SUPPLIED MATERIAL:
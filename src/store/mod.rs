//! In-memory typed store with synchronized row-major and column-major views.
//!
//! A [`TypedStore`] keeps every row as a `Vec<Value>` and, for every schema field, a column
//! holding the same values in row order. All writes go through [`TypedStore::add`] and
//! [`TypedStore::set_value`], which update both views together, so for every row `i` and
//! field `f`:
//!
//! ```text
//! store.row(i)?.get(f)? == &store.column(f)?[i]
//! ```
//!
//! Per-field [`ValueIndex`]es are built lazily on first request and cached. Building is
//! idempotent, so concurrent readers of a finished store may request indexes freely.
//!
//! ```rust
//! use typed_csv_store::store::TypedStore;
//! use typed_csv_store::types::{Schema, Value};
//!
//! let mut store = TypedStore::new(Schema::from_names(["id", "team"]));
//! store.add(vec![Value::Int64(1), Value::from("red")]).unwrap();
//! store.add(vec![Value::Int64(2), Value::from("blue")]).unwrap();
//! store.add(vec![Value::Int64(3), Value::from("red")]).unwrap();
//!
//! assert_eq!(store.column("team").unwrap()[2], Value::from("red"));
//! assert_eq!(store.build_index("team").unwrap().get(&Value::from("red")), &[0, 2]);
//! assert_eq!(store.find("id", &Value::Int64(2)).unwrap().unwrap().index(), 1);
//! ```

mod index;
mod row;

use std::fmt;
use std::sync::OnceLock;

use serde::Serialize;

use crate::error::{StoreError, StoreResult};
use crate::types::{FieldRef, FromValue, Schema, Value};

pub use index::ValueIndex;
pub use row::RowView;

/// A recovered per-row anomaly recorded while loading.
#[derive(Debug, Clone, PartialEq, Eq, Serialize)]
pub struct LoadWarning {
    /// 1-based source line.
    pub line: usize,
    /// Row index the anomaly applies to.
    pub row: usize,
    pub message: String,
}

impl fmt::Display for LoadWarning {
    fn fmt(&self, f: &mut fmt::Formatter<'_>) -> fmt::Result {
        write!(f, "line {} (row {}): {}", self.line, self.row, self.message)
    }
}

/// Typed, schema-bound row store.
#[derive(Debug, Clone)]
pub struct TypedStore {
    schema: Schema,
    rows: Vec<Vec<Value>>,
    columns: Vec<Vec<Value>>,
    indexes: Vec<OnceLock<ValueIndex>>,
    source_lines: Vec<Option<usize>>,
    warnings: Vec<LoadWarning>,
}

impl TypedStore {
    /// Create an empty store for `schema`.
    pub fn new(schema: Schema) -> Self {
        let width = schema.len();
        Self {
            schema,
            rows: Vec::new(),
            columns: vec![Vec::new(); width],
            indexes: (0..width).map(|_| OnceLock::new()).collect(),
            source_lines: Vec::new(),
            warnings: Vec::new(),
        }
    }

    /// Create a store from schema and rows.
    pub fn from_rows(schema: Schema, rows: Vec<Vec<Value>>) -> StoreResult<Self> {
        let mut store = Self::new(schema);
        for row in rows {
            store.add(row)?;
        }
        Ok(store)
    }

    /// Append a row and return its index.
    ///
    /// The first `schema.len()` values belong to the schema fields in order; any further values
    /// are kept as extras.
    pub fn add(&mut self, values: Vec<Value>) -> StoreResult<usize> {
        self.push(values, None)
    }

    pub(crate) fn add_parsed(&mut self, values: Vec<Value>, line: usize) -> StoreResult<usize> {
        self.push(values, Some(line))
    }

    pub(crate) fn push_warning(&mut self, warning: LoadWarning) {
        self.warnings.push(warning);
    }

    fn push(&mut self, values: Vec<Value>, line: Option<usize>) -> StoreResult<usize> {
        let width = self.schema.len();
        if values.len() < width {
            return Err(StoreError::RowArity {
                expected: width,
                found: values.len(),
            });
        }

        let row = self.rows.len();
        for (column, value) in self.columns.iter_mut().zip(&values[..width]) {
            column.push(value.clone());
        }
        self.rows.push(values);
        self.source_lines.push(line);
        for idx in &mut self.indexes {
            // Cached indexes no longer cover every row.
            idx.take();
        }
        Ok(row)
    }

    /// Schema the store is bound to.
    pub fn schema(&self) -> &Schema {
        &self.schema
    }

    /// Number of rows in the store.
    pub fn row_count(&self) -> usize {
        self.rows.len()
    }

    pub fn is_empty(&self) -> bool {
        self.rows.is_empty()
    }

    /// Number of schema fields (columns).
    pub fn field_count(&self) -> usize {
        self.schema.len()
    }

    /// Row `index`, in O(1).
    pub fn row(&self, index: usize) -> StoreResult<RowView<'_>> {
        self.rows
            .get(index)
            .map(|values| RowView::new(index, &self.schema, values))
            .ok_or(StoreError::RowOutOfBounds {
                index,
                len: self.rows.len(),
            })
    }

    /// Iterate rows in order.
    pub fn rows(&self) -> impl ExactSizeIterator<Item = RowView<'_>> {
        self.rows
            .iter()
            .enumerate()
            .map(|(i, values)| RowView::new(i, &self.schema, values))
    }

    /// Materialized column of a field, in O(1).
    pub fn column<'f>(&self, field: impl Into<FieldRef<'f>>) -> StoreResult<&[Value]> {
        let pos = self.resolve(field.into())?;
        Ok(&self.columns[pos])
    }

    /// Column converted to `T`; null and non-convertible cells are `None`.
    pub fn column_as<'f, T: FromValue>(&self, field: impl Into<FieldRef<'f>>) -> StoreResult<Vec<Option<T>>> {
        Ok(self.column(field)?.iter().map(T::from_value).collect())
    }

    /// Cell at (`row`, `field`).
    pub fn value<'f>(&self, row: usize, field: impl Into<FieldRef<'f>>) -> StoreResult<&Value> {
        let pos = self.resolve(field.into())?;
        self.columns[pos].get(row).ok_or(StoreError::RowOutOfBounds {
            index: row,
            len: self.rows.len(),
        })
    }

    /// Replace one cell, returning the previous value.
    ///
    /// Both views are updated and the field's cached index is dropped.
    pub fn set_value<'f>(
        &mut self,
        row: usize,
        field: impl Into<FieldRef<'f>>,
        value: Value,
    ) -> StoreResult<Value> {
        let pos = self.resolve(field.into())?;
        let len = self.rows.len();
        let cells = self
            .rows
            .get_mut(row)
            .ok_or(StoreError::RowOutOfBounds { index: row, len })?;

        cells[pos] = value.clone();
        let previous = std::mem::replace(&mut self.columns[pos][row], value);
        self.indexes[pos].take();
        Ok(previous)
    }

    /// Index of a field's values, built on first request in one pass.
    pub fn build_index<'f>(&self, field: impl Into<FieldRef<'f>>) -> StoreResult<&ValueIndex> {
        let pos = self.resolve(field.into())?;
        Ok(self.indexes[pos].get_or_init(|| {
            let idx = ValueIndex::build(&self.columns[pos]);
            tracing::trace!(field = %self.schema.fields[pos].label(), distinct = idx.len(), "index built");
            idx
        }))
    }

    /// First row whose `field` equals `value`, scanning in row order.
    pub fn find<'f>(&self, field: impl Into<FieldRef<'f>>, value: &Value) -> StoreResult<Option<RowView<'_>>> {
        let column = self.column(field)?;
        Ok(column
            .iter()
            .position(|v| v == value)
            .map(|i| RowView::new(i, &self.schema, &self.rows[i])))
    }

    /// All rows whose `field` equals `value`, in row order.
    pub fn find_all<'f>(&self, field: impl Into<FieldRef<'f>>, value: &Value) -> StoreResult<Vec<RowView<'_>>> {
        let column = self.column(field)?;
        Ok(column
            .iter()
            .enumerate()
            .filter(|(_, v)| *v == value)
            .map(|(i, _)| RowView::new(i, &self.schema, &self.rows[i]))
            .collect())
    }

    /// Row indexes partitioned by value, groups in first-seen order.
    pub fn group_by<'f>(&self, field: impl Into<FieldRef<'f>>) -> StoreResult<Vec<(&Value, &[usize])>> {
        Ok(self.build_index(field)?.iter().collect())
    }

    /// 1-based source line a row was parsed from (`None` for rows added directly).
    pub fn source_line(&self, row: usize) -> Option<usize> {
        self.source_lines.get(row).copied().flatten()
    }

    /// Recovered anomalies recorded while loading.
    pub fn load_warnings(&self) -> &[LoadWarning] {
        &self.warnings
    }

    fn resolve(&self, field: FieldRef<'_>) -> StoreResult<usize> {
        self.schema.resolve(field).ok_or_else(|| match field {
            FieldRef::Position(index) => StoreError::FieldOutOfBounds {
                index,
                len: self.schema.len(),
            },
            _ => StoreError::UnknownField(field.to_string()),
        })
    }
}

TASK PROMPT:
Write out exactly, please, the lines beginning at the start of the material and ending with the line that holds "which update both", both included.

EXERCISE OUTPUT:
filename src/store/mod.rs
//! In-memory typed store with synchronized row-major and column-major views.
//!
//! A [`TypedStore`] keeps every row as a `Vec<Value>` and, for every schema field, a column
//! holding the same values in row order. All writes go through [`TypedStore::add`] and
//! [`TypedStore::set_value`], which update both views together, so for every row `i` and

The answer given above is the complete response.